- AIM OF THE TASK -
Once you find the line containing "filename src/core/category.rs" in the data below, copy it and each following line exactly, up to and including the line containing "pub const fn as_str(self)", and nothing else.

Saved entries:
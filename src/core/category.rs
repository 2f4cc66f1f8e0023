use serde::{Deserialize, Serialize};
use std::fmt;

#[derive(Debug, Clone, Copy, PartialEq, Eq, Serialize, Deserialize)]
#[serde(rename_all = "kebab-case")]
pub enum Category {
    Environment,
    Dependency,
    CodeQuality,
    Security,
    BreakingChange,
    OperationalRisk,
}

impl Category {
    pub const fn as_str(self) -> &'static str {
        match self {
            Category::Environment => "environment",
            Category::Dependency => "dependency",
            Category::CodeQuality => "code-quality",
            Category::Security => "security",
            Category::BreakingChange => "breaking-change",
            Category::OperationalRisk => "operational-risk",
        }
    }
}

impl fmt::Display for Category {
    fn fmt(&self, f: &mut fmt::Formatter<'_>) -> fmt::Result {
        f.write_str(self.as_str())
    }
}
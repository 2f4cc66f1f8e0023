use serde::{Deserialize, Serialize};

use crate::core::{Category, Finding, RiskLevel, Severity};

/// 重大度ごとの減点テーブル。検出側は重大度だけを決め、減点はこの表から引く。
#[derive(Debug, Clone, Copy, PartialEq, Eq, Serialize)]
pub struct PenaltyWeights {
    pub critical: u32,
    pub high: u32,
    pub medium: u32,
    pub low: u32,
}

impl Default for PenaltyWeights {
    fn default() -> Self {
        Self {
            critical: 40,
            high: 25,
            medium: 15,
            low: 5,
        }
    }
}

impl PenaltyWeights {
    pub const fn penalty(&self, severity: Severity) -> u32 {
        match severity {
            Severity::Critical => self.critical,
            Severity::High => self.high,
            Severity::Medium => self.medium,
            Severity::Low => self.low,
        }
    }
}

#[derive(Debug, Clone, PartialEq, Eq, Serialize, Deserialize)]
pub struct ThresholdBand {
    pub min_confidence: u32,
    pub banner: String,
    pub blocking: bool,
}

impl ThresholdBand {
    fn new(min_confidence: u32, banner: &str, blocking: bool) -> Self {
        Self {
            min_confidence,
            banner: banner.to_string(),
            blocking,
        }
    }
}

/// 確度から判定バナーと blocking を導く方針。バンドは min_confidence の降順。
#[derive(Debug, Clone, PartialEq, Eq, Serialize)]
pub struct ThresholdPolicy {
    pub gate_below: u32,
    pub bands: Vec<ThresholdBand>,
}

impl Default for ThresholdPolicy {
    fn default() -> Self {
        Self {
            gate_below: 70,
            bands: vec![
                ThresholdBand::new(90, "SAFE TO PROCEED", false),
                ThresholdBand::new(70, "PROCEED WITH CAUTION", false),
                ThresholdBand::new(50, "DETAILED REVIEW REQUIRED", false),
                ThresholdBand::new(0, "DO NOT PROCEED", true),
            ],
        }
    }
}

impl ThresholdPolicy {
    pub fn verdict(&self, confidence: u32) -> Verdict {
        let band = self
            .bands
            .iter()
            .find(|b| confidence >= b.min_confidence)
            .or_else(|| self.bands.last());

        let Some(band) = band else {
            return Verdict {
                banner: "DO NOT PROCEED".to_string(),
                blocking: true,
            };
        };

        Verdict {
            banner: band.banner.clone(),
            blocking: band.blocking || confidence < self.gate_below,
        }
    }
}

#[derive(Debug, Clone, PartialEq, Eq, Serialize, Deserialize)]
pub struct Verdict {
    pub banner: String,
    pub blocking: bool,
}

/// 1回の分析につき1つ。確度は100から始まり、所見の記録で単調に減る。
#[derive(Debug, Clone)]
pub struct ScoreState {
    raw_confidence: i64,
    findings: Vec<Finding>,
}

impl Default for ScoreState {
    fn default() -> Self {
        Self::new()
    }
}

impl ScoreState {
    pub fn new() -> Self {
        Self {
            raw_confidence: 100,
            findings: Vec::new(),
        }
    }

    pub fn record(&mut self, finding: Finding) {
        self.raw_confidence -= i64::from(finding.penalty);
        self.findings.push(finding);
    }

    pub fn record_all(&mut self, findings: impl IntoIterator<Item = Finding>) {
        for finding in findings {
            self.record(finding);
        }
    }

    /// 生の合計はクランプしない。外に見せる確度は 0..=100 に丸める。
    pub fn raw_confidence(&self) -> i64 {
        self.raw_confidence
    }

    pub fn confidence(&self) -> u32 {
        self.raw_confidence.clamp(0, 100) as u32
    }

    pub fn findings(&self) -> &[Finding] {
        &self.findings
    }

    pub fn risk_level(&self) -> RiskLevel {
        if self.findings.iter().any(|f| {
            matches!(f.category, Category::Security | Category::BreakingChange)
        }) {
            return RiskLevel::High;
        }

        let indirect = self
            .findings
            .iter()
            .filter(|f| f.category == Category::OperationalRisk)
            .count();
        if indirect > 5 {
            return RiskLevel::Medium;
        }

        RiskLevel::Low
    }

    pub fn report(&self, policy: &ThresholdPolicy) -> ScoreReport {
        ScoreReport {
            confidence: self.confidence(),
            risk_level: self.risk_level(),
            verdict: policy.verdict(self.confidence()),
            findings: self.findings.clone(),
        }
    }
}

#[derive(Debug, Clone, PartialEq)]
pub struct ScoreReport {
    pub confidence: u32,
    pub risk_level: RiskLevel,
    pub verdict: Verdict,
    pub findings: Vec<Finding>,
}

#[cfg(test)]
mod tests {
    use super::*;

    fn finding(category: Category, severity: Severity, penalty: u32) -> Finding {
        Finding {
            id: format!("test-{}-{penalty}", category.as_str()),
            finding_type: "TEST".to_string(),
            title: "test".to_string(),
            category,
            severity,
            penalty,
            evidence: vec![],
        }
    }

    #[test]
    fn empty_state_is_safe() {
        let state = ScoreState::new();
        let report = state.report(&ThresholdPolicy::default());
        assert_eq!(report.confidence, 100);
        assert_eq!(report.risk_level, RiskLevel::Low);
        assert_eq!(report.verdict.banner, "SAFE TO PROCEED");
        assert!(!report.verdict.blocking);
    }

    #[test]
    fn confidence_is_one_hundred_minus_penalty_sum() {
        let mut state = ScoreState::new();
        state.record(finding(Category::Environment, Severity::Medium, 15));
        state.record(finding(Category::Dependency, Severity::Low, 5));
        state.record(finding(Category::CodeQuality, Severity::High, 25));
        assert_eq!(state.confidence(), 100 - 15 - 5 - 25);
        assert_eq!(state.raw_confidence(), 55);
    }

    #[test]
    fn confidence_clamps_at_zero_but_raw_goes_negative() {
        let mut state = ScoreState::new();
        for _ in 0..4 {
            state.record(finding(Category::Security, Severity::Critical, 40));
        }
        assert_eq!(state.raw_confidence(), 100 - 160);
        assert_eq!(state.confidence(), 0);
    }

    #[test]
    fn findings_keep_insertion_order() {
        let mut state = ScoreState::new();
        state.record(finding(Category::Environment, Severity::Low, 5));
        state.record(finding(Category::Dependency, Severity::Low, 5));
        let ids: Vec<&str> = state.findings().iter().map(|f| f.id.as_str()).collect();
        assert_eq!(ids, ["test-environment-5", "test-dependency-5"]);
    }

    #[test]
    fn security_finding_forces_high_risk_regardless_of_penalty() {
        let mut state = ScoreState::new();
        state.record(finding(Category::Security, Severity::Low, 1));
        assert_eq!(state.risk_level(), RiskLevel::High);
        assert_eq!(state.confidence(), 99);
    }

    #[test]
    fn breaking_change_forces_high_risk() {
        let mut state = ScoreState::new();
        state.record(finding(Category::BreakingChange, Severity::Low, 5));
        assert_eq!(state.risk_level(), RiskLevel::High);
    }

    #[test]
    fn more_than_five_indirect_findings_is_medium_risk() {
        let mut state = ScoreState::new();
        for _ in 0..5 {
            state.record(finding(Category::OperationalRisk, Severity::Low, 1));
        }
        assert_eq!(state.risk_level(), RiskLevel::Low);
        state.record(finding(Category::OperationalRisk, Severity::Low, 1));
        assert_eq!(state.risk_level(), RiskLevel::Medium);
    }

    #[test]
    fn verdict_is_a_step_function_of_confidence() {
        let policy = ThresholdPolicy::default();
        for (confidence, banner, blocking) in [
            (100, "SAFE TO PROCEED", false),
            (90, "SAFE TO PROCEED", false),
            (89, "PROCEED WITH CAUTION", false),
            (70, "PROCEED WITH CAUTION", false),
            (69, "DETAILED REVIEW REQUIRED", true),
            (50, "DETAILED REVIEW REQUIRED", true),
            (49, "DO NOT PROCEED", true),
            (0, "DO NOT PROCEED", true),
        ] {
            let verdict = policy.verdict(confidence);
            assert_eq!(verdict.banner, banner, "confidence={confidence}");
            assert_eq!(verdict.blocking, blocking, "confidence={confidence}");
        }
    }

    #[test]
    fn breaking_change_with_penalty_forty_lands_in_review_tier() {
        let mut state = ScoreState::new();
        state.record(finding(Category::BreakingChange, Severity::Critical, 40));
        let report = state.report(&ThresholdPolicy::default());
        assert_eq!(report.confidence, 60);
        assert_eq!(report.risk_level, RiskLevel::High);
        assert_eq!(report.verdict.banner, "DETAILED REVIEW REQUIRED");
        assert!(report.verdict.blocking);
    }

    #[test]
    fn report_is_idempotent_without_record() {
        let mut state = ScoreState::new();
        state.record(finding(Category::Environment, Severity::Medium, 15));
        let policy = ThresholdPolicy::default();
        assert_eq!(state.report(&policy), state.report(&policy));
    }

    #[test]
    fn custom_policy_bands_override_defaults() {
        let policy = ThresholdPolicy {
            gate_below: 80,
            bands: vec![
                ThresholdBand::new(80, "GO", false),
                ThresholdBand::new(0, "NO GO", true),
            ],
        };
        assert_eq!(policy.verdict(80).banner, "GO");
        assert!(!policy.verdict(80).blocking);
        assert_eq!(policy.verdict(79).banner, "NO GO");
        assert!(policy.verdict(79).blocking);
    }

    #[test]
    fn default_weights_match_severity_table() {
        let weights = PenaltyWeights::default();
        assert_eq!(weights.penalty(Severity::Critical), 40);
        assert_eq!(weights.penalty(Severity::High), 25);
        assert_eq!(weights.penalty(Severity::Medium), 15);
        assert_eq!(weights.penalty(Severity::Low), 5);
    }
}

--

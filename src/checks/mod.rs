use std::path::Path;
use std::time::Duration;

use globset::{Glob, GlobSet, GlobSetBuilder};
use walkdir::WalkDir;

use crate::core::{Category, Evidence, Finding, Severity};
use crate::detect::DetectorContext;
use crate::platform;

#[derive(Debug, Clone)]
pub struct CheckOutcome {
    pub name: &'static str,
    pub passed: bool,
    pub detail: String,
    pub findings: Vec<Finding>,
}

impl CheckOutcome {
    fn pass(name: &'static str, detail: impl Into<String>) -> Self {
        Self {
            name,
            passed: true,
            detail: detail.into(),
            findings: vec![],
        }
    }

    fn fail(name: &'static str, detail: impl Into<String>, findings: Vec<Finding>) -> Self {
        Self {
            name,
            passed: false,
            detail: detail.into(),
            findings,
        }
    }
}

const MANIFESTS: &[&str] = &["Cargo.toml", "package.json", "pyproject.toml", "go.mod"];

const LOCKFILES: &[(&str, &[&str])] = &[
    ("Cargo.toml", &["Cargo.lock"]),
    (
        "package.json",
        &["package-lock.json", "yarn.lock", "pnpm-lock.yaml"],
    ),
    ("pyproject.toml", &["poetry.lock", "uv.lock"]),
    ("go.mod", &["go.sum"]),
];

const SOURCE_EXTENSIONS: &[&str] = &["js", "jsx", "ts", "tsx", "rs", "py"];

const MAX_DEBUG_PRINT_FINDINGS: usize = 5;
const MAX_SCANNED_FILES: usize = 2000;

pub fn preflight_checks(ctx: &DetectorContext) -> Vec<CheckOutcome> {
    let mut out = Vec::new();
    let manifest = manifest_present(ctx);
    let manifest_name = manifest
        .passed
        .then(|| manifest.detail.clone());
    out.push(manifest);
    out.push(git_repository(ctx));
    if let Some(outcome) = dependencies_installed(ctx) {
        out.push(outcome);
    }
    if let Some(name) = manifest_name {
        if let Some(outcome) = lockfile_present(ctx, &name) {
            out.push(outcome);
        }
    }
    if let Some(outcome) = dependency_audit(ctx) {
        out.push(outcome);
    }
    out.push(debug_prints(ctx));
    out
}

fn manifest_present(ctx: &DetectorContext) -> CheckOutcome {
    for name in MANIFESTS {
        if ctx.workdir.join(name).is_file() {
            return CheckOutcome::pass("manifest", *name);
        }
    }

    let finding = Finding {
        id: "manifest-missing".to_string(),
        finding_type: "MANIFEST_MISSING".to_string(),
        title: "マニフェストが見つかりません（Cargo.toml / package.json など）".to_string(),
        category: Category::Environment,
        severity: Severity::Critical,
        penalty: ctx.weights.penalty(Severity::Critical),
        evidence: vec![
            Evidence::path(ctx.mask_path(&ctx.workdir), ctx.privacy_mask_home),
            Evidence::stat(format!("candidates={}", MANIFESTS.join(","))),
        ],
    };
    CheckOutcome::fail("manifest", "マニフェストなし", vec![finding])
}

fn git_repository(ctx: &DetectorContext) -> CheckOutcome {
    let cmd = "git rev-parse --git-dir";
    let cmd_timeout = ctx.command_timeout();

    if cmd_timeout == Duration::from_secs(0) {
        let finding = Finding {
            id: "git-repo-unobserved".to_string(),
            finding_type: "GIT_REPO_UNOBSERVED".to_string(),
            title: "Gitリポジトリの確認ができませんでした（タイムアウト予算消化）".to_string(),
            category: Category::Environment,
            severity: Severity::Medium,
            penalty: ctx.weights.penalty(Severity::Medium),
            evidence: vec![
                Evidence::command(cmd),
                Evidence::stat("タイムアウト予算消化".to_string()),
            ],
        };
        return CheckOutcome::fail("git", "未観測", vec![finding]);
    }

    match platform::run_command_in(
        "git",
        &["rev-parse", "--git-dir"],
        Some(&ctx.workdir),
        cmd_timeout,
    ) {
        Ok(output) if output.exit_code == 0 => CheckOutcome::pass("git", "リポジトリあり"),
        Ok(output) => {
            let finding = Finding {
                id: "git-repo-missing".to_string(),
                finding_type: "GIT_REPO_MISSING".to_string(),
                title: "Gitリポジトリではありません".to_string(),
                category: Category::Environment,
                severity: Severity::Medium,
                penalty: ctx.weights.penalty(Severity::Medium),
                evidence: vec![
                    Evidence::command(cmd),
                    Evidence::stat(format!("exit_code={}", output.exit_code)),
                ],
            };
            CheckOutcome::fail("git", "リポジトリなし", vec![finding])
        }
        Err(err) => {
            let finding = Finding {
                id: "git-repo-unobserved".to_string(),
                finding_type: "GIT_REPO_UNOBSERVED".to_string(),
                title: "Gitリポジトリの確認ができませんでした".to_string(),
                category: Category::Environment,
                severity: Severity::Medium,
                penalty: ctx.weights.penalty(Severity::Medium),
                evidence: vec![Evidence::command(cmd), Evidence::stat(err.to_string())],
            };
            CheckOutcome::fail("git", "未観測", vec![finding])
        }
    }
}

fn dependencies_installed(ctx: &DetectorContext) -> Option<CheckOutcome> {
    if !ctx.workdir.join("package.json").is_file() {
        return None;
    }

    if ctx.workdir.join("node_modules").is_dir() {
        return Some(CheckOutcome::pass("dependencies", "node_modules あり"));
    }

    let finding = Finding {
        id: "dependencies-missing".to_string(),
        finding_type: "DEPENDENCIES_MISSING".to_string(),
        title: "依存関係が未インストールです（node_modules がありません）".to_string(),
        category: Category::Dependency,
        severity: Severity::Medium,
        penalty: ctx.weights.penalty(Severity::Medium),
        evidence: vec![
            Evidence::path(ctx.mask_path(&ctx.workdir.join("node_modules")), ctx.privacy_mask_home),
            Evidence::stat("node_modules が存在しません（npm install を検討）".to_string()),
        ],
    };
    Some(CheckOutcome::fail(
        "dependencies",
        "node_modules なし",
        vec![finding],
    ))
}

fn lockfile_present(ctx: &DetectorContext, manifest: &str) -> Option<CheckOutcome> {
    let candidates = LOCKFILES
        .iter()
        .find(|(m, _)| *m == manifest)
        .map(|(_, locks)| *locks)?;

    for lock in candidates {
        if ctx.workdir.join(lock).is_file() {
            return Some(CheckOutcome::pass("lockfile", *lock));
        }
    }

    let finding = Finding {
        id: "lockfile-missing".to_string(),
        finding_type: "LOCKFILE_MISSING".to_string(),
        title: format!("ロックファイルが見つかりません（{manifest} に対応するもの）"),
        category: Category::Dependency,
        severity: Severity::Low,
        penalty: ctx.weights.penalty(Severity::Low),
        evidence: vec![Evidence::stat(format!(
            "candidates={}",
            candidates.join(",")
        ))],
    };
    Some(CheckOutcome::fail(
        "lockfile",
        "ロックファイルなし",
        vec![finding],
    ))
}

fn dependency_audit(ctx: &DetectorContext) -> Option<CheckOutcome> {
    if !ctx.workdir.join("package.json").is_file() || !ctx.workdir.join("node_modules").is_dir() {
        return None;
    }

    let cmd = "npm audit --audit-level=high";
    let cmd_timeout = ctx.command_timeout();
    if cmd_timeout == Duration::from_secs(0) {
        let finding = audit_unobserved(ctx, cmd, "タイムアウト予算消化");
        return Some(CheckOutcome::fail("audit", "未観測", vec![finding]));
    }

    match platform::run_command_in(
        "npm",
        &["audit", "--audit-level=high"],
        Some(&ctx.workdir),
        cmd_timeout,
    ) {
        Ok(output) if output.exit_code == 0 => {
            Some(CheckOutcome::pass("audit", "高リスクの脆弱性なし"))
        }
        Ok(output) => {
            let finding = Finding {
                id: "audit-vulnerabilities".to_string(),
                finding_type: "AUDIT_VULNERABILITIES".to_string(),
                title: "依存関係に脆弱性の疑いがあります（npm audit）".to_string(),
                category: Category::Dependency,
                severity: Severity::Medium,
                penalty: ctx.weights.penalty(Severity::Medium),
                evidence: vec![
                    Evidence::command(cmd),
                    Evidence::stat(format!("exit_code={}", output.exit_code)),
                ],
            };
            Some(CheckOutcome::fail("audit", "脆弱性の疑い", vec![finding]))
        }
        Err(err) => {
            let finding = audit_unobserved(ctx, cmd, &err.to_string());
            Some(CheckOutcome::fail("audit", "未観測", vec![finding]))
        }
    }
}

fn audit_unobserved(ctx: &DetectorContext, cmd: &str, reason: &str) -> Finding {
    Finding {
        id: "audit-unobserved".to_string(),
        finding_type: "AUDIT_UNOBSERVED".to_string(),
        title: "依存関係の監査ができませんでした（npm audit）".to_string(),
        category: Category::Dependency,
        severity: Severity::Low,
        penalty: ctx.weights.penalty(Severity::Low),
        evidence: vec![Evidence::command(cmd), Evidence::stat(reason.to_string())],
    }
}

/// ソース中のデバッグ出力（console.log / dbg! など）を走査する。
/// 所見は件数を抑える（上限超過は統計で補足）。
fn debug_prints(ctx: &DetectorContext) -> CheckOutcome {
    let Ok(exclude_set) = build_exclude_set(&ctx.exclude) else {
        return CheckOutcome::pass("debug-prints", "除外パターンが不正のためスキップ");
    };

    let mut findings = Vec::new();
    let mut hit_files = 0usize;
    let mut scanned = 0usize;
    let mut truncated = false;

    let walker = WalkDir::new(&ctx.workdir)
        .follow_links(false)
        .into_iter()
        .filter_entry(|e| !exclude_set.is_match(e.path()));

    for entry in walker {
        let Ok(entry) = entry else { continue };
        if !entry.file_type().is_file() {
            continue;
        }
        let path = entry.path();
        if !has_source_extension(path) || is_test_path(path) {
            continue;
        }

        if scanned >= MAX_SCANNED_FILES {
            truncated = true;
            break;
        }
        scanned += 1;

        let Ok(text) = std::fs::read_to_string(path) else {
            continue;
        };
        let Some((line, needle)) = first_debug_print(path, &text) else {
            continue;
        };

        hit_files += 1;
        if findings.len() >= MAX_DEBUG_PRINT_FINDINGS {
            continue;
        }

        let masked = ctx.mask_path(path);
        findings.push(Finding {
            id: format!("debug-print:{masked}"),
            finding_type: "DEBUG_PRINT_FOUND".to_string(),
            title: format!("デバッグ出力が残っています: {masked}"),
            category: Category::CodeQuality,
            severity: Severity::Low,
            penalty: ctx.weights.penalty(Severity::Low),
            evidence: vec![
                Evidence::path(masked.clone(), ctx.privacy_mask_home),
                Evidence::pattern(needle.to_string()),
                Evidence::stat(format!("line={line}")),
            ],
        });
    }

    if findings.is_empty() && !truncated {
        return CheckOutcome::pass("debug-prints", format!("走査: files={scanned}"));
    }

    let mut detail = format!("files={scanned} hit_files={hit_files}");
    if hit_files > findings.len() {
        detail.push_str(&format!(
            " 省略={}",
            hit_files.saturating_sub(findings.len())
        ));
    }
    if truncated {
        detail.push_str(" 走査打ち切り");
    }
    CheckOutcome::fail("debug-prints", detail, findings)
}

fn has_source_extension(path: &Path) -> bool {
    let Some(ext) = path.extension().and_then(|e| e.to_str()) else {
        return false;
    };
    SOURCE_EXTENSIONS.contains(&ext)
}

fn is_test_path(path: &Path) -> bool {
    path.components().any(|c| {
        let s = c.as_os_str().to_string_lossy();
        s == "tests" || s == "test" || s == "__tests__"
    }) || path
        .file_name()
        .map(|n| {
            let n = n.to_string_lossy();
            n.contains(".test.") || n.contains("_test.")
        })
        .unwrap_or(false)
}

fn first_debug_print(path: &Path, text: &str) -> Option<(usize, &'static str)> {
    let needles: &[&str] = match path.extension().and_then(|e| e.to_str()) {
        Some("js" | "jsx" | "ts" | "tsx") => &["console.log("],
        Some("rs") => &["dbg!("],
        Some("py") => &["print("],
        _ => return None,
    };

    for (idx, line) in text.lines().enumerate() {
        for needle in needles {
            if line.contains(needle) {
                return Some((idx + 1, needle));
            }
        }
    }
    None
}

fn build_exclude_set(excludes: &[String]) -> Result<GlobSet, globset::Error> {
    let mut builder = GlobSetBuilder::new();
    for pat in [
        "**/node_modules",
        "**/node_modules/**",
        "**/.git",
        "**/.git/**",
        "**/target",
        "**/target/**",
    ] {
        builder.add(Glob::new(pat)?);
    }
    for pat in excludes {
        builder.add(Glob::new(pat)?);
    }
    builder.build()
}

- COMPLETED EXERCISE -
filename src/core/category.rs
repository 2f4cc66f1f8e0023
use serde::{Deserialize, Serialize};
use std::fmt;

#[derive(Debug, Clone, Copy, PartialEq, Eq, Serialize, Deserialize)]
#[serde(rename_all = "kebab-case")]
pub enum Category {
    Environment,
    Dependency,
    CodeQuality,
    Security,
    BreakingChange,
    OperationalRisk,
}

impl Category {
    pub const fn as_str(self) -> &'static str {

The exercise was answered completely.